**Directions:**
Search term "crate": work out how many lines of the data below contain it, and answer with that number alone.

Collected data:
※
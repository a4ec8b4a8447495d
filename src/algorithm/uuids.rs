//! UUID encoding algorithm
//!
//! Sixteen octets per UUID: the most significant 64 bits then the least
//! significant 64 bits, both big-endian. Text is the hyphenated form.

use std::fmt::Write as _;
use std::io::{Read, Write};

use memchr::memchr_iter;
use uuid::Uuid;

use super::{join_into, read_element};
use crate::error::{FastInfosetError, Result};

pub(crate) const SIZE: usize = 16;

pub(crate) fn decode(octets: &[u8]) -> Result<Vec<Uuid>> {
    if octets.len() % SIZE != 0 {
        return Err(FastInfosetError::malformed(format!(
            "{} octets is not a multiple of the uuid size {SIZE}",
            octets.len()
        )));
    }
    Ok(octets.chunks_exact(SIZE).map(from_octets).collect())
}

fn from_octets(octets: &[u8]) -> Uuid {
    let mut msb = [0u8; 8];
    let mut lsb = [0u8; 8];
    msb.copy_from_slice(&octets[..8]);
    lsb.copy_from_slice(&octets[8..SIZE]);
    Uuid::from_u64_pair(u64::from_be_bytes(msb), u64::from_be_bytes(lsb))
}

pub(crate) fn decode_from_reader(reader: &mut dyn Read) -> Result<Vec<Uuid>> {
    let mut values = Vec::new();
    let mut element = [0u8; SIZE];
    while read_element(reader, &mut element)? {
        values.push(from_octets(&element));
    }
    Ok(values)
}

pub(crate) fn encode(values: &[Uuid]) -> Vec<u8> {
    let mut out = Vec::with_capacity(values.len() * SIZE);
    for value in values {
        let (msb, lsb) = value.as_u64_pair();
        out.extend_from_slice(&msb.to_be_bytes());
        out.extend_from_slice(&lsb.to_be_bytes());
    }
    out
}

pub(crate) fn encode_to_writer(values: &[Uuid], writer: &mut dyn Write) -> Result<()> {
    Ok(writer.write_all(&encode(values))?)
}

/// Parse one hyphenated UUID
///
/// Each of the five groups is read as hexadecimal and masked to its field
/// width, so short groups are accepted.
pub(crate) fn parse_word(word: &str) -> Result<Uuid> {
    let hyphens = memchr_iter(b'-', word.as_bytes()).count();
    if hyphens != 4 {
        return Err(FastInfosetError::malformed(format!(
            "'{word}' does not have five hyphen separated groups"
        )));
    }

    let mut groups = [0u64; 5];
    for (slot, group) in groups.iter_mut().zip(word.split('-')) {
        *slot = u64::from_str_radix(group, 16).map_err(|e| {
            FastInfosetError::malformed(format!("invalid uuid group '{group}' in '{word}': {e}"))
        })?;
    }

    let msb = (groups[0] & 0xFFFF_FFFF) << 32 | (groups[1] & 0xFFFF) << 16 | (groups[2] & 0xFFFF);
    let lsb = (groups[3] & 0xFFFF) << 48 | (groups[4] & 0xFFFF_FFFF_FFFF);
    Ok(Uuid::from_u64_pair(msb, lsb))
}

pub(crate) fn from_text(text: &str) -> Result<Vec<Uuid>> {
    text.split_ascii_whitespace().map(parse_word).collect()
}

pub(crate) fn to_text(values: &[Uuid], out: &mut String) -> Result<()> {
    join_into(out, values, |out, v| {
        let _ = write!(out, "{}", v.hyphenated());
    });
    Ok(())
}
※
**Problem solution:**
9